++++ DATA EXTRACT
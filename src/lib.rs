//! Dodgefall - a falling-object dodge arcade game
//!
//! Core modules:
//! - `sim`: Deterministic simulation (movement, spawning, collisions, score)
//! - `renderer`: WebGPU rendering pipelines (solid shapes, sprites, text)
//! - `assets`: Optional asset loading with primitive-shape fallbacks
//! - `audio`: Collision sound playback
//! - `settings`: Preferences file

pub mod assets;
pub mod audio;
pub mod renderer;
pub mod settings;
pub mod sim;

pub use settings::Settings;

/// Game configuration constants
pub mod consts {
    /// Fixed simulation timestep (120 Hz for smooth movement)
    pub const SIM_DT: f32 = 1.0 / 120.0;
    /// Maximum substeps per frame to prevent spiral of death
    pub const MAX_SUBSTEPS: u32 = 8;

    /// Logical playfield size (window pixels, origin top-left, y down)
    pub const WINDOW_W: f32 = 800.0;
    pub const WINDOW_H: f32 = 600.0;

    /// Player defaults
    pub const PLAYER_RADIUS: f32 = 24.0;
    pub const PLAYER_SPEED: f32 = 300.0;
    /// Player starts centered horizontally, this far above the bottom edge
    pub const PLAYER_START_OFFSET_Y: f32 = 60.0;

    /// Faller defaults
    pub const FALLER_RADIUS: f32 = 18.0;
    /// Seconds between spawns
    pub const SPAWN_INTERVAL: f32 = 0.9;
    /// Horizontal margin kept clear at both edges when spawning
    pub const SPAWN_MARGIN: f32 = 30.0;
    /// Spawn height above the visible area
    pub const SPAWN_Y: f32 = -40.0;
    /// Fallers past this line are despawned and award a point
    pub const DESPAWN_Y: f32 = WINDOW_H + 50.0;
    /// Downward speed range (pixels/s)
    pub const FALL_SPEED_MIN: f32 = 120.0;
    pub const FALL_SPEED_MAX: f32 = 260.0;
    /// Horizontal drift range is [-DRIFT_MAX, DRIFT_MAX] (pixels/s)
    pub const DRIFT_MAX: f32 = 80.0;

    /// Sprite sizes when textures are present (render-only; the
    /// collision radii above are fixed regardless of render mode)
    pub const PLAYER_SPRITE_SIZE: f32 = 48.0;
    pub const FALLER_SPRITE_SIZE: f32 = 40.0;
}
//! Fixed timestep simulation tick
//!
//! Core game loop that advances simulation deterministically.

use glam::Vec2;
use rand::Rng;

use super::collision::{circles_overlap, clamp_to_bounds};
use super::state::{Faller, GameEvent, GameState};
use crate::consts::*;

/// Input commands for a single tick (deterministic)
#[derive(Debug, Clone, Copy, Default)]
pub struct TickInput {
    pub left: bool,
    pub right: bool,
    pub up: bool,
    pub down: bool,
}

impl TickInput {
    /// Movement direction from held keys. Axis components are -1/0/1;
    /// diagonals are intentionally not normalized.
    pub fn direction(&self) -> Vec2 {
        let mut dir = Vec2::ZERO;
        if self.left {
            dir.x -= 1.0;
        }
        if self.right {
            dir.x += 1.0;
        }
        if self.up {
            dir.y -= 1.0;
        }
        if self.down {
            dir.y += 1.0;
        }
        dir
    }
}

/// Advance the game state by one fixed timestep
pub fn tick(state: &mut GameState, input: &TickInput, dt: f32) {
    state.events.clear();
    state.time_ticks += 1;

    // Move and clamp the player
    state.player.pos += input.direction() * state.player.speed * dt;
    state.player.pos = clamp_to_bounds(
        state.player.pos,
        state.player.radius,
        WINDOW_W,
        WINDOW_H,
    );

    // Spawn on a fixed cadence
    state.spawn_timer += dt;
    if state.spawn_timer >= SPAWN_INTERVAL {
        state.spawn_timer = 0.0;
        spawn_faller(state);
    }

    // Integrate fallers; ones past the bottom edge score a point
    let mut dodged = 0u64;
    state.fallers.retain_mut(|faller| {
        faller.pos += faller.vel * dt;
        if faller.pos.y > DESPAWN_Y {
            dodged += 1;
            false
        } else {
            true
        }
    });
    state.score += dodged;
    for _ in 0..dodged {
        state.events.push(GameEvent::Dodged);
    }

    // Collision detection (circle-vs-circle, squared distance).
    // Any hit resets the score and clears the whole field.
    let player = &state.player;
    let hit = state
        .fallers
        .iter()
        .any(|f| circles_overlap(player.pos, player.radius, f.pos, f.radius));
    if hit {
        state.score = 0;
        state.fallers.clear();
        state.events.push(GameEvent::Hit);
    }
}

/// Spawn a new faller above the visible area at a random horizontal
/// position, with a downward-biased velocity and random drift
pub fn spawn_faller(state: &mut GameState) {
    let id = state.next_entity_id();
    let rng = state.rng();
    let x = rng.random_range(SPAWN_MARGIN..=WINDOW_W - SPAWN_MARGIN);
    let vy = rng.random_range(FALL_SPEED_MIN..=FALL_SPEED_MAX);
    let vx = rng.random_range(-DRIFT_MAX..=DRIFT_MAX);
    state.fallers.push(Faller {
        id,
        pos: Vec2::new(x, SPAWN_Y),
        vel: Vec2::new(vx, vy),
        radius: FALLER_RADIUS,
    });
}

#[cfg(test)]
mod tests {
    use super::*;
    use proptest::prelude::*;

    fn run_ticks(state: &mut GameState, input: &TickInput, n: u32) {
        for _ in 0..n {
            tick(state, input, SIM_DT);
        }
    }

    #[test]
    fn test_spawn_cadence() {
        let mut state = GameState::new(1);
        let mut ticks = 0u32;
        while state.fallers.is_empty() && ticks < 200 {
            tick(&mut state, &TickInput::default(), SIM_DT);
            ticks += 1;
        }
        assert_eq!(state.fallers.len(), 1);
        // 0.9 s cadence at 120 Hz, give or take float accumulation
        assert!((107..=109).contains(&ticks), "first spawn at tick {ticks}");
    }

    #[test]
    fn test_spawned_faller_within_ranges() {
        let mut state = GameState::new(99);
        for _ in 0..500 {
            spawn_faller(&mut state);
        }
        for faller in &state.fallers {
            assert!(faller.pos.x >= SPAWN_MARGIN);
            assert!(faller.pos.x <= WINDOW_W - SPAWN_MARGIN);
            assert_eq!(faller.pos.y, SPAWN_Y);
            assert!(faller.vel.y >= FALL_SPEED_MIN && faller.vel.y <= FALL_SPEED_MAX);
            assert!(faller.vel.x >= -DRIFT_MAX && faller.vel.x <= DRIFT_MAX);
            assert_eq!(faller.radius, FALLER_RADIUS);
        }
    }

    #[test]
    fn test_score_increments_on_exit() {
        let mut state = GameState::new(1);
        // Faller just above the despawn line, far from the player
        state.fallers.push(Faller {
            id: 1,
            pos: Vec2::new(100.0, DESPAWN_Y - 1.0),
            vel: Vec2::new(0.0, 200.0),
            radius: FALLER_RADIUS,
        });
        tick(&mut state, &TickInput::default(), SIM_DT);
        assert_eq!(state.score, 1);
        assert!(state.fallers.is_empty());
        assert!(state.events.contains(&GameEvent::Dodged));
    }

    #[test]
    fn test_collision_resets_score_and_clears_field() {
        let mut state = GameState::new(1);
        state.score = 5;
        let player_pos = state.player.pos;
        state.fallers.push(Faller {
            id: 1,
            pos: player_pos,
            vel: Vec2::ZERO,
            radius: FALLER_RADIUS,
        });
        state.fallers.push(Faller {
            id: 2,
            pos: Vec2::new(100.0, 100.0),
            vel: Vec2::new(0.0, 150.0),
            radius: FALLER_RADIUS,
        });
        tick(&mut state, &TickInput::default(), SIM_DT);
        assert_eq!(state.score, 0);
        assert!(state.fallers.is_empty());
        assert!(state.events.contains(&GameEvent::Hit));
    }

    #[test]
    fn test_player_clamped_at_edges() {
        let mut state = GameState::new(1);
        let input = TickInput {
            left: true,
            down: true,
            ..Default::default()
        };
        // Long enough to cross the whole playfield several times over
        run_ticks(&mut state, &input, 10 * 120);
        assert_eq!(state.player.pos.x, PLAYER_RADIUS);
        assert_eq!(state.player.pos.y, WINDOW_H - PLAYER_RADIUS);
    }

    #[test]
    fn test_determinism_same_seed_same_run() {
        let mut a = GameState::new(42);
        let mut b = GameState::new(42);
        let input = TickInput {
            right: true,
            ..Default::default()
        };
        run_ticks(&mut a, &input, 600);
        run_ticks(&mut b, &input, 600);
        assert_eq!(a.score, b.score);
        assert_eq!(a.fallers.len(), b.fallers.len());
        for (fa, fb) in a.fallers.iter().zip(&b.fallers) {
            assert_eq!(fa.id, fb.id);
            assert_eq!(fa.pos, fb.pos);
            assert_eq!(fa.vel, fb.vel);
        }
    }

    proptest! {
        #[test]
        fn prop_player_stays_in_bounds(
            seed in 0u64..1000,
            moves in proptest::collection::vec((any::<bool>(), any::<bool>(), any::<bool>(), any::<bool>()), 1..400),
        ) {
            let mut state = GameState::new(seed);
            for (left, right, up, down) in moves {
                let input = TickInput { left, right, up, down };
                tick(&mut state, &input, SIM_DT);
                let pos = state.player.pos;
                let r = state.player.radius;
                prop_assert!(pos.x >= r && pos.x <= WINDOW_W - r);
                prop_assert!(pos.y >= r && pos.y <= WINDOW_H - r);
            }
        }

        #[test]
        fn prop_score_never_decreases_without_hit(seed in 0u64..1000) {
            let mut state = GameState::new(seed);
            let mut last_score = 0;
            for _ in 0..2000 {
                tick(&mut state, &TickInput::default(), SIM_DT);
                if state.events.contains(&GameEvent::Hit) {
                    prop_assert_eq!(state.score, 0);
                    last_score = 0;
                } else {
                    prop_assert!(state.score >= last_score);
                    last_score = state.score;
                }
            }
        }
    }
}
++++++++
• WHAT YOU SHOULD DO:
Which lines of the records hold the string "self"? Copy each one.

• PROBLEM SOLUTION:
    pub fn direction(&self) -> Vec2 {
        if self.left {
        if self.right {
        if self.up {
        if self.down {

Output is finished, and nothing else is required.